DATASET EXTRACT:
++++++++

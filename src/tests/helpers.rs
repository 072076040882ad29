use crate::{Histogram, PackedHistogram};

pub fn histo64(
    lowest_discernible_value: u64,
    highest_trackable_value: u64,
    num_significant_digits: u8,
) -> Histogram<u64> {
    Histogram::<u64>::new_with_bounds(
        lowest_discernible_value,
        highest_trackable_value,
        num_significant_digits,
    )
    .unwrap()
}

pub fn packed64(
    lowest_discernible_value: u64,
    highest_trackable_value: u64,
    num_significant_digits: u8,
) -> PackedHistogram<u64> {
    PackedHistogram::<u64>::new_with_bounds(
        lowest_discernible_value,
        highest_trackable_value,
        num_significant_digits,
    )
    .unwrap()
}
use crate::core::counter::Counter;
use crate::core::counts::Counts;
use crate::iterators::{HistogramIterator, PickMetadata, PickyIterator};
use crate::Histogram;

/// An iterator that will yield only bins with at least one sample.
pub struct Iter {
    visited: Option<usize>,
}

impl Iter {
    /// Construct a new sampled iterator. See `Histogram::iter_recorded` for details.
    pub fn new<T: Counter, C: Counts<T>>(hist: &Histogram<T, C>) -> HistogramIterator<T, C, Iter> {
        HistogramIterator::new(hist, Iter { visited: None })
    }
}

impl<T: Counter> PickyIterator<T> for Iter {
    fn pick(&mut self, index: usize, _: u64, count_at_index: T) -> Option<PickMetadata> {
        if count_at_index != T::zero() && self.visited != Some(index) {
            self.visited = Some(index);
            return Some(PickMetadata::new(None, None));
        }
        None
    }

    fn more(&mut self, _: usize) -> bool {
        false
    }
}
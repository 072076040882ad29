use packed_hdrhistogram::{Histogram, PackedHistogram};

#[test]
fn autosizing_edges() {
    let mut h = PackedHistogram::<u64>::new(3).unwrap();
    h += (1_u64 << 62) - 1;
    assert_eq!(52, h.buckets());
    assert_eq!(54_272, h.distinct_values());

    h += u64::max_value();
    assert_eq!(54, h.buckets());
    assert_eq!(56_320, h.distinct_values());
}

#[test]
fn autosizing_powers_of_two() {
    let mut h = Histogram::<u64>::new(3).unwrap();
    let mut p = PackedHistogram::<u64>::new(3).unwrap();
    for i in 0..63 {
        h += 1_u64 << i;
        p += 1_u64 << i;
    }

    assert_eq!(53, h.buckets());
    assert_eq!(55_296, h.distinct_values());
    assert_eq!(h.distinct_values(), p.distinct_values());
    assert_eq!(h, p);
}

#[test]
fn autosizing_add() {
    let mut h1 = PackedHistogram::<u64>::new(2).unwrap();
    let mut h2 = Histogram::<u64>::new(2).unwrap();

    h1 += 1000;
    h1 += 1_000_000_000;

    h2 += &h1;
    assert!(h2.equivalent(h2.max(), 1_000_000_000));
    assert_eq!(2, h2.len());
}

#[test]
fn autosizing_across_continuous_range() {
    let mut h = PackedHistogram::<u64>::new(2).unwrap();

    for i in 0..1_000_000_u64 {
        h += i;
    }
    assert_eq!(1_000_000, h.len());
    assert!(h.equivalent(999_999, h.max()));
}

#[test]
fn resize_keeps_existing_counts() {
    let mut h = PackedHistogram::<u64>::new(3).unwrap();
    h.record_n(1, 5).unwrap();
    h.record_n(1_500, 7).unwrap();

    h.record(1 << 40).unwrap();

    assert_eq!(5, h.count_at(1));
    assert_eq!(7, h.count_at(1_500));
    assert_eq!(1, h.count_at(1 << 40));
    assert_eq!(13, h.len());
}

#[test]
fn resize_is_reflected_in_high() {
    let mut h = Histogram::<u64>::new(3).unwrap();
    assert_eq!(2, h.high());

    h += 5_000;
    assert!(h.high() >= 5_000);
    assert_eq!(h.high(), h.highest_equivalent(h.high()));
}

++++++++

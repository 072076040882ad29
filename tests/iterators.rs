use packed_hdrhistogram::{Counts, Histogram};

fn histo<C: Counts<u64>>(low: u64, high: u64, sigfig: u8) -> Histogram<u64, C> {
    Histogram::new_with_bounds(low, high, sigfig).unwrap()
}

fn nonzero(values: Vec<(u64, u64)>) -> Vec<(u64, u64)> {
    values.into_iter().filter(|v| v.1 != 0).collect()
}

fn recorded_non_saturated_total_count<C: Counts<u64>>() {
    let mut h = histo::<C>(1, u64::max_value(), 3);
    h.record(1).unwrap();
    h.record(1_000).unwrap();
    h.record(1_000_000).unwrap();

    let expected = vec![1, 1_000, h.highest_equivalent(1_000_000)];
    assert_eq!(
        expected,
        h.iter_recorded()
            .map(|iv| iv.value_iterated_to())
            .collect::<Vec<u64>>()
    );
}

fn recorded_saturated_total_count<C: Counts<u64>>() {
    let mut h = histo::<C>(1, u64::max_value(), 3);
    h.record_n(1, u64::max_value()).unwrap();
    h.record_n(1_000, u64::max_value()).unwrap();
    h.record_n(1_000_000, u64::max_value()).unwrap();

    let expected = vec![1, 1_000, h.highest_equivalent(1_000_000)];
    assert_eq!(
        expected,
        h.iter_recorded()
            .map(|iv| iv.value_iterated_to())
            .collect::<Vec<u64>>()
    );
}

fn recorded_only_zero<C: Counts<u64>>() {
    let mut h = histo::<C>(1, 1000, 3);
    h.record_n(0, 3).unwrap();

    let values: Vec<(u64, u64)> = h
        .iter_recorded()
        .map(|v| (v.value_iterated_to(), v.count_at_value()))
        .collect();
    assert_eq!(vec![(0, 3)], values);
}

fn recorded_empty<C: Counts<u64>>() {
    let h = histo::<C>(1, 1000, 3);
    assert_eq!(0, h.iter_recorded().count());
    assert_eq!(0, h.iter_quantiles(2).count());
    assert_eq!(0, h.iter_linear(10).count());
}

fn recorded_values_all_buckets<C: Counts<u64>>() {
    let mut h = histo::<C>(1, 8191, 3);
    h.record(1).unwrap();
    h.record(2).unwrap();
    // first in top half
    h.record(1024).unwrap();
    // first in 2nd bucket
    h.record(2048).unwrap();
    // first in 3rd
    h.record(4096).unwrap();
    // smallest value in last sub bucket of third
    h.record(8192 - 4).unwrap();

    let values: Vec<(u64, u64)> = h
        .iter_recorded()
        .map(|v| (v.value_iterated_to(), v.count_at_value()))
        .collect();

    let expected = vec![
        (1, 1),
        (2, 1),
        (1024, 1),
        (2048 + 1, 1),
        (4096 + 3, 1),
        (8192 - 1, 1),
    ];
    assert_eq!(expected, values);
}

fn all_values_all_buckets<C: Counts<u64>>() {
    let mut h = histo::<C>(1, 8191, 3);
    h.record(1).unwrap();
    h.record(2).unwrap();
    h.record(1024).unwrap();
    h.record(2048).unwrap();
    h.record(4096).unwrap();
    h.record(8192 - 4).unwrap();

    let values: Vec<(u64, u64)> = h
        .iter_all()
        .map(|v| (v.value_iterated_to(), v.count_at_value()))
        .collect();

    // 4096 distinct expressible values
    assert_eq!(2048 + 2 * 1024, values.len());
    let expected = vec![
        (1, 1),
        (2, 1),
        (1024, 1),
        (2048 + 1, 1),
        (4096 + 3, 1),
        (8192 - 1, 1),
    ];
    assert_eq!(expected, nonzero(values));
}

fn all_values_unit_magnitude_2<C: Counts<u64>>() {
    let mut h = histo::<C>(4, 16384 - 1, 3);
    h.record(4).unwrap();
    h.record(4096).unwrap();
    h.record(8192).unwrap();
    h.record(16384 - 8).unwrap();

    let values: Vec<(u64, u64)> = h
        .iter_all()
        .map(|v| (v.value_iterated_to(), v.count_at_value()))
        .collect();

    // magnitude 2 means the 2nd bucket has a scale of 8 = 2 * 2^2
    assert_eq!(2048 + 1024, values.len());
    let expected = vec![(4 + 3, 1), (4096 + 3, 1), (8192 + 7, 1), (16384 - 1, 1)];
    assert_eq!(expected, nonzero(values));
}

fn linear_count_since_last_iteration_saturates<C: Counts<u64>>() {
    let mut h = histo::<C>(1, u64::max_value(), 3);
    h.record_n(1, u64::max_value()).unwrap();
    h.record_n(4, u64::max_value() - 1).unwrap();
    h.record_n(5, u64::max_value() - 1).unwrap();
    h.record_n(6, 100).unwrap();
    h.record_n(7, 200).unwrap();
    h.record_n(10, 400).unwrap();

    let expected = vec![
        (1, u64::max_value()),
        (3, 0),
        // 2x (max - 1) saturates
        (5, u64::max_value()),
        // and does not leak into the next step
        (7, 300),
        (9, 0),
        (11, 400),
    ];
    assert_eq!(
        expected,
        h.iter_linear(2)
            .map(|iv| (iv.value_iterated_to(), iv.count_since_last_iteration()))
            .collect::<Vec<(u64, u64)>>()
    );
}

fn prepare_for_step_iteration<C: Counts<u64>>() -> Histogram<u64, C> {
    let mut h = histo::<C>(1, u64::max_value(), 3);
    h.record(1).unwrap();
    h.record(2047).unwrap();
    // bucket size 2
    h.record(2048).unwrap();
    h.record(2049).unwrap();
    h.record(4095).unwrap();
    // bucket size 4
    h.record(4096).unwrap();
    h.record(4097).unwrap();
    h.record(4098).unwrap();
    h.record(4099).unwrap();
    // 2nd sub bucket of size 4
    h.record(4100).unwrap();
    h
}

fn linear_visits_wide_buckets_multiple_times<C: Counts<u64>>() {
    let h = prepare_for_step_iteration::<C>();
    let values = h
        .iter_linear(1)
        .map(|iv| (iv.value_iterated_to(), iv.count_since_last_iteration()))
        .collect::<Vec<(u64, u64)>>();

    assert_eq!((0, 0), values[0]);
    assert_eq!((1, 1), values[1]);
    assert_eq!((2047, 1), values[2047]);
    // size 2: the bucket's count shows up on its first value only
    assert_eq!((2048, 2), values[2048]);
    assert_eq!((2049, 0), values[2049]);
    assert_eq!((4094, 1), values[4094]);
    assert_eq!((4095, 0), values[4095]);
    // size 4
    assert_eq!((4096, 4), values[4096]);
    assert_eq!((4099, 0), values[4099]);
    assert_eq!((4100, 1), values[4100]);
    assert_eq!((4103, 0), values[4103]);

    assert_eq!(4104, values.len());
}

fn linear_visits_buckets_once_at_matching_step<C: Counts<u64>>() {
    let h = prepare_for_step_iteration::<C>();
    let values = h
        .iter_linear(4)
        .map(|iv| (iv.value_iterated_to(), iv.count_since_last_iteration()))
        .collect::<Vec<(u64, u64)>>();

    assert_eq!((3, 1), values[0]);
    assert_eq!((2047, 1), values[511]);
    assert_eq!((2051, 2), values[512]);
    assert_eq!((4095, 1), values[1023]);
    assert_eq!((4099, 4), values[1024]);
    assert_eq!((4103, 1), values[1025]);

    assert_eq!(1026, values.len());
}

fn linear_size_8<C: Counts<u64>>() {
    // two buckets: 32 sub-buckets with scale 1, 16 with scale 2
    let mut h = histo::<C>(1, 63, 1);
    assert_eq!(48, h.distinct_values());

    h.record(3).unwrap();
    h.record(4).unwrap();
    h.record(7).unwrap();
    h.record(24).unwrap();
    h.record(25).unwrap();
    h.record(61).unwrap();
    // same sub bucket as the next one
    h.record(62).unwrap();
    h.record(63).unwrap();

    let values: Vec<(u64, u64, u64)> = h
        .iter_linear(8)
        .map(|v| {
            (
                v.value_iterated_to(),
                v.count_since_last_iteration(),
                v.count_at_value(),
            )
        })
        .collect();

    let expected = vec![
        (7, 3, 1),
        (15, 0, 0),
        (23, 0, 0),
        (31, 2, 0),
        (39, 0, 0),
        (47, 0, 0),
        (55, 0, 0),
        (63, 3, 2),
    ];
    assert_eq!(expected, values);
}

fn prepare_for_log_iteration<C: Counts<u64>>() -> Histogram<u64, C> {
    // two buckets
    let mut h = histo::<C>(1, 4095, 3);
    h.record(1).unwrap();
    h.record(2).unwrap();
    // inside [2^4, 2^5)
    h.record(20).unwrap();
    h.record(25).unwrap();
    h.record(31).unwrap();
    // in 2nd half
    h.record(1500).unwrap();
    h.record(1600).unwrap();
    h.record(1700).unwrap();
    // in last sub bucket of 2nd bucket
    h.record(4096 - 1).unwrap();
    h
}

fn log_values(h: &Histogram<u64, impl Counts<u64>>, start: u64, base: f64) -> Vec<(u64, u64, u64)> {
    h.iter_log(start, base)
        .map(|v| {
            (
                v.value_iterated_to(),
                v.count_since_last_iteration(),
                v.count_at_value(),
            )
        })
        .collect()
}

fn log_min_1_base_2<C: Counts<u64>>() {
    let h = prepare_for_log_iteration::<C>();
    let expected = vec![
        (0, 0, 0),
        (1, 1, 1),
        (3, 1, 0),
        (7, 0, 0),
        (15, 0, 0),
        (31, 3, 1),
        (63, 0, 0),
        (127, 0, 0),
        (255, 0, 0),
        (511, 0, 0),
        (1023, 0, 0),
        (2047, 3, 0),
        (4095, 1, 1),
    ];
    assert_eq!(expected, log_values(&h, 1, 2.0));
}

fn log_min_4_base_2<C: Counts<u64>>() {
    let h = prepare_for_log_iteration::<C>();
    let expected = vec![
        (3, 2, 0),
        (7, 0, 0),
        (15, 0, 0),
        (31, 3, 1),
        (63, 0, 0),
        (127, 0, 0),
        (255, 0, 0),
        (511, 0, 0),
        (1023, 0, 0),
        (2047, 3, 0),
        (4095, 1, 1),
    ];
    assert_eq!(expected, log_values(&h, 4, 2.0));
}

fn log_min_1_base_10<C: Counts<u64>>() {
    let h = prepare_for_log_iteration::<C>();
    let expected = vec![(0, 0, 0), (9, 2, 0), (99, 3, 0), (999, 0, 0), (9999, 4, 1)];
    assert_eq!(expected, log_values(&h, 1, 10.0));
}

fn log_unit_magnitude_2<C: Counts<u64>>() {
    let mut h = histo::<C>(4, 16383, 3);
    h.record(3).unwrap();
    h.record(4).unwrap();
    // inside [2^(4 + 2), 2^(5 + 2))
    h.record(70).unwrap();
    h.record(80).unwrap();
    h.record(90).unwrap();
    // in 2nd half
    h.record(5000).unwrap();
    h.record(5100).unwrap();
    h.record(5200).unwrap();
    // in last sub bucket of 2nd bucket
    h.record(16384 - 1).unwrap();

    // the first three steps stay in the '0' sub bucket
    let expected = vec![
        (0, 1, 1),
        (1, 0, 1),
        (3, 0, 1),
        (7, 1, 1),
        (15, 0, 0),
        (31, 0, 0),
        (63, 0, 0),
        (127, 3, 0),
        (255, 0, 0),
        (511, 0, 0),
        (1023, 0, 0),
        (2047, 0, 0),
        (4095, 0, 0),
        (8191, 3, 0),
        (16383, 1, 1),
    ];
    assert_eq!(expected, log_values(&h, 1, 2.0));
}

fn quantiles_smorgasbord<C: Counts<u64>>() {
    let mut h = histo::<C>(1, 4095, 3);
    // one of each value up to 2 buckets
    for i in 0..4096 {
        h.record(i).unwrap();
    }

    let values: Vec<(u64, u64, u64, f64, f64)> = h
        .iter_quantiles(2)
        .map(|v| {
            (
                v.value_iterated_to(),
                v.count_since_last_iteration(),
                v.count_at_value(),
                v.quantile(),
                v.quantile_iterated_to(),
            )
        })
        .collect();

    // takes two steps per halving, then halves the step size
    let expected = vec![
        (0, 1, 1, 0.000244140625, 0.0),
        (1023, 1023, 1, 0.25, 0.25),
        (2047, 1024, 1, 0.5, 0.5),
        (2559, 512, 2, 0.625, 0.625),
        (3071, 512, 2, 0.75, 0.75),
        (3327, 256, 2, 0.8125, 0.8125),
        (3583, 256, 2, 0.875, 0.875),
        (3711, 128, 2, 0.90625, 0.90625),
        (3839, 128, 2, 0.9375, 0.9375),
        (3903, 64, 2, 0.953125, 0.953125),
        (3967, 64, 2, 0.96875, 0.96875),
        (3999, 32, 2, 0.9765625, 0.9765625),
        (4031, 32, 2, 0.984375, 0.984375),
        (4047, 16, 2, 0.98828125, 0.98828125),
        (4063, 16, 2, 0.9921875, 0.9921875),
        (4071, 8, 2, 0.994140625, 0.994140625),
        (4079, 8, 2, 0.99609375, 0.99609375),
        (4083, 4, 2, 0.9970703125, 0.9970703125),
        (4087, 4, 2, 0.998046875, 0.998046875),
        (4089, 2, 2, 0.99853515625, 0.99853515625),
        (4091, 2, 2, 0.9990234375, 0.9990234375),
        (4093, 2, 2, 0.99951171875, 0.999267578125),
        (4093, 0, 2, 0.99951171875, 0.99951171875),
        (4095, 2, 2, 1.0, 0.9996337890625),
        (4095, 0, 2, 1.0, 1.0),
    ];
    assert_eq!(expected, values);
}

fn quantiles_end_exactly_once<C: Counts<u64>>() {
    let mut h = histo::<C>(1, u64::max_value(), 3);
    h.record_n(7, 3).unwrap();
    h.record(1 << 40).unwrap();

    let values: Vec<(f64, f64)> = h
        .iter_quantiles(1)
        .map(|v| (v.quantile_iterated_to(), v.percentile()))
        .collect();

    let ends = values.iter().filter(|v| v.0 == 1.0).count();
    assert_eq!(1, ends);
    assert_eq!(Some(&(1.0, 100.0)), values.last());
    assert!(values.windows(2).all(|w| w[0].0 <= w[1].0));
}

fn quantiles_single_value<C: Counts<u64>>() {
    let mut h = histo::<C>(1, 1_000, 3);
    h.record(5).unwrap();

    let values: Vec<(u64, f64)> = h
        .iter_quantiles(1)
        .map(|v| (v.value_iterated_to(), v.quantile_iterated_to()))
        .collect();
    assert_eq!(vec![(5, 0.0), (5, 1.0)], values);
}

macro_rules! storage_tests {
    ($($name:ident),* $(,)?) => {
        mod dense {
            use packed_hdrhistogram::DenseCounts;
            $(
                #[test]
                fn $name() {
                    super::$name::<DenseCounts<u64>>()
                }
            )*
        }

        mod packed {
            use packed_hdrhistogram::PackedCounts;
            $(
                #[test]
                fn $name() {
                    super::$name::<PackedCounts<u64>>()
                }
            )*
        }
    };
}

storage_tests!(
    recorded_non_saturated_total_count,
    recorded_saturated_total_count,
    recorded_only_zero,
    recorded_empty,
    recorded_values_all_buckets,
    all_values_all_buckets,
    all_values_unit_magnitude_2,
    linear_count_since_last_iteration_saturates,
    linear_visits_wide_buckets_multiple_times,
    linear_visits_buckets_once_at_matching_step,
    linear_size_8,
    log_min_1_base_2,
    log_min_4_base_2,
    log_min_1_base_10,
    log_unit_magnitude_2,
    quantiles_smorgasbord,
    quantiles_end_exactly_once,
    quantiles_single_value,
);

++++++++

Pull every line with "Option" from the records.

    visited: Option<usize>,
    fn pick(&mut self, index: usize, _: u64, count_at_index: T) -> Option<PickMetadata> {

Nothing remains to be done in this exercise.